Genetic modes of inheritance
Color blindness can be inherited genetically. It is most commonly inherited from mutations on the X chromosome but the mapping of the human genome has shown there are many causative mutations – mutations capable of causing color blindness originate from at least 19 different chromosomes and many different genes (as shown online at the Online Mendelian Inheritance in Man (OMIM) database at Johns Hopkins University). These are some of the inherited diseases known to cause color blindness: Cone dystrophy, Cone-rod dystrophy, Achromatopsia (aka Rod Monochromatism, aka Stationery Cone Dystrophy, aka Cone Dysfunction Syndrome), Blue cone monochromatism, Retinitis pigmentosa (initially affects rods but can later progress to cones and therefore color blindness), Diabetes, Age-Related Macular degeneration, Retinoblastoma, and Leber's congenital amaurosis.
Inherited color blindness can be congenital (from birth), or it can commence in childhood or adulthood. Depending on the mutation, it can be stationary, that is, remain the same throughout a person's lifetime, or progressive.
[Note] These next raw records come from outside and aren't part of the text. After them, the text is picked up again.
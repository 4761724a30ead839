//! Exponential Backoff with Jitter

use rand::Rng;
use std::time::Duration;

/// Delay generator: `initial * multiplier^attempt`, capped, with ±25% jitter
#[derive(Debug, Clone)]
pub struct ExponentialBackoff {
    initial: Duration,
    max: Duration,
    multiplier: f64,
    jitter: bool,
    attempt: u32,
}

impl ExponentialBackoff {
    pub fn new(initial: Duration, max: Duration, multiplier: f64, jitter: bool) -> Self {
        Self {
            initial,
            max,
            multiplier: multiplier.max(1.0),
            jitter,
            attempt: 0,
        }
    }

    /// Delay before the next attempt; advances the attempt counter
    pub fn next_delay(&mut self) -> Duration {
        let delay = self.delay_for(self.attempt);
        self.attempt = self.attempt.saturating_add(1);
        delay
    }

    /// Start over after a success
    pub fn reset(&mut self) {
        self.attempt = 0;
    }

    /// Number of delays handed out since the last reset
    pub fn attempt(&self) -> u32 {
        self.attempt
    }

    fn delay_for(&self, attempt: u32) -> Duration {
        let initial_ms = self.initial.as_millis() as f64;
        let max_ms = self.max.as_millis() as f64;

        // Exponential growth in f64 so large attempt counts saturate instead of overflowing
        let mut delay_ms = (initial_ms * self.multiplier.powi(attempt.min(64) as i32)).min(max_ms);

        if self.jitter {
            let jitter_range = delay_ms * 0.25;
            if jitter_range > 0.0 {
                delay_ms += rand::thread_rng().gen_range(-jitter_range..jitter_range);
            }
        }

        Duration::from_millis(delay_ms.max(0.0) as u64)
    }
}

#[cfg(test)]
mod tests {
    use super::*;

    #[test]
    fn test_exponential_growth_without_jitter() {
        let mut backoff =
            ExponentialBackoff::new(Duration::from_millis(100), Duration::from_secs(10), 2.0, false);
        let delays: Vec<u64> = (0..4).map(|_| backoff.next_delay().as_millis() as u64).collect();
        assert_eq!(delays, vec![100, 200, 400, 800]);
    }

    #[test]
    fn test_delay_capped() {
        let mut backoff =
            ExponentialBackoff::new(Duration::from_millis(100), Duration::from_millis(500), 2.0, false);
        for _ in 0..200 {
            assert!(backoff.next_delay() <= Duration::from_millis(500));
        }
    }

    #[test]
    fn test_jitter_stays_within_bounds() {
        let mut backoff =
            ExponentialBackoff::new(Duration::from_millis(1000), Duration::from_secs(60), 2.0, true);
        let delay = backoff.next_delay().as_millis();
        assert!((750..=1250).contains(&delay));
    }

    #[test]
    fn test_reset() {
        let mut backoff =
            ExponentialBackoff::new(Duration::from_millis(10), Duration::from_secs(1), 3.0, false);
        backoff.next_delay();
        backoff.next_delay();
        backoff.reset();
        assert_eq!(backoff.attempt(), 0);
        assert_eq!(backoff.next_delay(), Duration::from_millis(10));
    }
}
As progressive phenotypes involve deterioration of the retina and other parts of the eye, certain forms of color blindness can progress to legal blindness, i.e., an acuity of 6/60 or worse, and often leave a person with complete blindness.
Color blindness always pertains to the cone photoreceptors in retinas as the cones are capable of detecting the color frequencies of light.
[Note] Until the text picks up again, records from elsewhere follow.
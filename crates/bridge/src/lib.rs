//! Ventilator HL7 Bridge Service
//!
//! Process-level wrapper around the pipeline: loads configuration, sets up
//! logging and the optional Prometheus exporter, and runs the bridge until
//! Ctrl-C.

use anyhow::{Context, Result};
use bridge_pipeline::{BridgeConfig, BridgeEvent, StopOutcome};
use metrics_exporter_prometheus::PrometheusBuilder;
use std::net::SocketAddr;
use std::path::{Path, PathBuf};
use std::str::FromStr;
use std::time::Duration;
use tokio::sync::broadcast::error::RecvError;
use tracing::{error, info, warn, Level};
use tracing_subscriber::FmtSubscriber;

/// Environment variable naming the configuration file
pub const CONFIG_PATH_ENV: &str = "VENT_BRIDGE_CONFIG";

/// Configuration file used when none is named
pub const DEFAULT_CONFIG_PATH: &str = "vent-bridge.toml";

/// Prefix of override variables, e.g. `VENT_BRIDGE__SERIAL__PORT`
pub const ENV_PREFIX: &str = "VENT_BRIDGE";

/// Shutdown time on top of the send grace before the pipeline is aborted
pub const SHUTDOWN_MARGIN: Duration = Duration::from_secs(5);

/// How long `stop` waits for the pipeline to report its losses and exit
pub fn shutdown_timeout(config: &BridgeConfig) -> Duration {
    config.shutdown_grace() + SHUTDOWN_MARGIN
}

/// Initialize logging
pub fn init_logging(level: &str, json: bool) -> Result<()> {
    let level = Level::from_str(level)
        .with_context(|| format!("unknown log level '{}'", level))?;

    let builder = FmtSubscriber::builder()
        .with_max_level(level)
        .with_target(true);

    let installed = if json {
        tracing::subscriber::set_global_default(builder.json().finish())
    } else {
        tracing::subscriber::set_global_default(builder.finish())
    };
    installed.context("failed to set tracing subscriber")
}

/// Load configuration from the file named by [`CONFIG_PATH_ENV`] (or the
/// default path, which may be absent) with environment overrides on top.
pub fn load_config() -> Result<BridgeConfig> {
    let (path, required) = match std::env::var_os(CONFIG_PATH_ENV) {
        Some(path) => (PathBuf::from(path), true),
        None => (PathBuf::from(DEFAULT_CONFIG_PATH), false),
    };
    let env = config::Environment::with_prefix(ENV_PREFIX);
    build_config(&path, required, env)
}

/// Layer `path` and `env` into a validated [`BridgeConfig`]
pub fn build_config(path: &Path, required: bool, env: config::Environment) -> Result<BridgeConfig> {
    let settings = config::Config::builder()
        .add_source(config::File::from(path).required(required))
        .add_source(
            env.prefix_separator("__")
                .separator("__")
                .try_parsing(true),
        )
        .build()
        .with_context(|| format!("failed to read configuration from {}", path.display()))?;

    let config: BridgeConfig = settings
        .try_deserialize()
        .context("invalid configuration")?;
    config.validate()?;
    Ok(config)
}

/// Serve Prometheus metrics on `listen`
pub fn install_metrics(listen: &str) -> Result<()> {
    let addr: SocketAddr = listen
        .parse()
        .with_context(|| format!("invalid metrics address '{}'", listen))?;
    PrometheusBuilder::new()
        .with_http_listener(addr)
        .install()
        .context("failed to start Prometheus exporter")?;
    info!("Metrics available on http://{}/metrics", addr);
    Ok(())
}

/// Write one pipeline event as a structured log line
pub fn log_event(event: &BridgeEvent) {
    match serde_json::to_string(event) {
        Ok(json) => info!(target: "vent_bridge::events", kind = event.kind(), "{}", json),
        Err(e) => warn!("Could not serialize {} event: {}", event.kind(), e),
    }
}

/// Run the bridge until Ctrl-C
pub async fn run(config: BridgeConfig) -> Result<()> {
    let timeout = shutdown_timeout(&config);
    let handle = bridge_pipeline::start(config).context("bridge failed to start")?;
    let mut events = handle.subscribe();

    loop {
        tokio::select! {
            signal = tokio::signal::ctrl_c() => {
                if let Err(e) = signal {
                    error!("Failed to listen for shutdown signal: {}", e);
                }
                info!("Shutdown requested");
                break;
            }
            event = events.recv() => match event {
                Ok(event) => log_event(&event),
                Err(RecvError::Lagged(skipped)) => {
                    warn!("Event log fell behind, {} events not logged", skipped);
                }
                Err(RecvError::Closed) => {
                    error!("Bridge stopped unexpectedly");
                    break;
                }
            },
        }
    }

    let outcome = handle.stop(timeout).await;
    // Flush what shutdown produced (data loss, final stop)
    while let Ok(event) = events.try_recv() {
        log_event(&event);
    }

    match outcome {
        StopOutcome::Drained => info!("Bridge stopped cleanly"),
        StopOutcome::Forced => warn!("Bridge shutdown forced after {:?}", timeout),
    }
    Ok(())
}

#[cfg(test)]
mod tests {
    use super::*;
    use bridge_pipeline::EmitPolicy;
    use hl7_transport::{FileLayout, SinkConfig};
    use std::collections::HashMap;
    use std::io::Write;

    fn env(vars: &[(&str, &str)]) -> config::Environment {
        let map: HashMap<String, String> = vars
            .iter()
            .map(|(k, v)| (k.to_string(), v.to_string()))
            .collect();
        config::Environment::with_prefix(ENV_PREFIX).source(Some(map))
    }

    #[test]
    fn test_missing_optional_file_gives_defaults() {
        let dir = tempfile::tempdir().unwrap();
        let config = build_config(&dir.path().join("absent.toml"), false, env(&[])).unwrap();
        assert_eq!(config, BridgeConfig::default());
    }

    #[test]
    fn test_missing_required_file_is_error() {
        let dir = tempfile::tempdir().unwrap();
        assert!(build_config(&dir.path().join("absent.toml"), true, env(&[])).is_err());
    }

    #[test]
    fn test_file_then_env_layering() {
        let mut file = tempfile::Builder::new().suffix(".toml").tempfile().unwrap();
        writeln!(
            file,
            r#"
emit = "on_new_breath"
queue_capacity = 50

[serial]
port = "/dev/ttyS3"

[sink]
mode = "file"
path = "/var/spool/hl7/out.hl7"
layout = "append"
"#
        )
        .unwrap();

        let config = build_config(
            file.path(),
            true,
            env(&[("VENT_BRIDGE__SERIAL__BAUD_RATE", "9600")]),
        )
        .unwrap();

        assert_eq!(config.serial.port, "/dev/ttyS3");
        assert_eq!(config.serial.baud_rate, 9600);
        assert_eq!(config.queue_capacity, 50);
        assert_eq!(config.emit, EmitPolicy::OnNewBreath);
        match config.sink {
            SinkConfig::File(file) => assert_eq!(file.layout, FileLayout::Append),
            other => panic!("unexpected sink {:?}", other),
        }
    }

    #[test]
    fn test_invalid_values_rejected() {
        let mut file = tempfile::Builder::new().suffix(".toml").tempfile().unwrap();
        writeln!(file, "queue_capacity = 0").unwrap();
        assert!(build_config(file.path(), true, env(&[])).is_err());
    }

    #[test]
    fn test_shutdown_timeout_outlasts_send_grace() {
        let config = BridgeConfig {
            shutdown_grace_ms: 20_000,
            ..Default::default()
        };
        assert_eq!(shutdown_timeout(&config), Duration::from_secs(25));
        assert!(shutdown_timeout(&BridgeConfig::default()) > BridgeConfig::default().shutdown_grace());
    }

    #[test]
    fn test_bad_log_level() {
        assert!(init_logging("loud", false).is_err());
    }

    #[test]
    fn test_bad_metrics_address() {
        assert!(install_metrics("not-an-address").is_err());
    }
}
About 5–8 percent of males, but less than 1 percent of females, are color blind in some way or another, whether it be one color, a color combination, or another mutation. The reason males are at a greater risk of inheriting an X linked mutation is because males only have one X chromosome (XY, with the Y chromosome being significantly shorter than the X chromosome), and females have two (XX); if a woman inherits a normal X chromosome in addition to the one which carries the mutation, she will not display the mutation. Men do not have a second X chromosome to override the chromosome which carries the mutation. If 5% of variants of a given gene are defective, the probability of a single copy being defective is 5%, but the probability that two copies are both defective is 0.05 × 0.05 = 0.0025, or just 0.25%.
Other causes of color blindness include Shaken Baby Syndrome (this can cause retina and brain damage and therefore can cause color blindness), accidents and other trauma (swelling of the brain in the occipital lobe), and UV damage to the retina (from not wearing appropriate protection). Most UV damage is caused during childhood and this form of retinal degeneration is the leading cause of blindness in the world. Damage often presents itself later on in life.
There are many types of color blindness. The most common are red-green hereditary (genetic) photoreceptor disorders, but it is also possible to acquire color blindness through damage to the retina, optic nerve, or higher brain areas. Higher brain areas implicated in color processing include the parvocellular pathway of the lateral geniculate nucleus of the thalamus, and visual area V4 of the visual cortex. Acquired color blindness is generally unlike the more typical genetic disorders. For example, it is possible to acquire color blindness only in a portion of the visual field but maintain normal color vision elsewhere. Some forms of acquired color blindness are reversible. Transient color blindness also occurs (very rarely) in the aura of some migraine sufferers.
The different kinds of inherited color blindness result from partial or complete loss of function of one or more of the different cone systems. When one cone system is compromised, dichromacy results. The most frequent forms of human color blindness result from problems with either the middle or long wavelength sensitive cone systems, and involve difficulties in discriminating reds, yellows, and greens from one another. They are collectively referred to as "red-green color blindness", though the term is an over-simplification and is somewhat misleading. Other forms of color blindness are much more rare. They include problems in discriminating blues from yellows, and the rarest forms of all, complete color blindness or ''monochromacy'', where one cannot distinguish any color from grey, as in a black-and-white movie or photograph.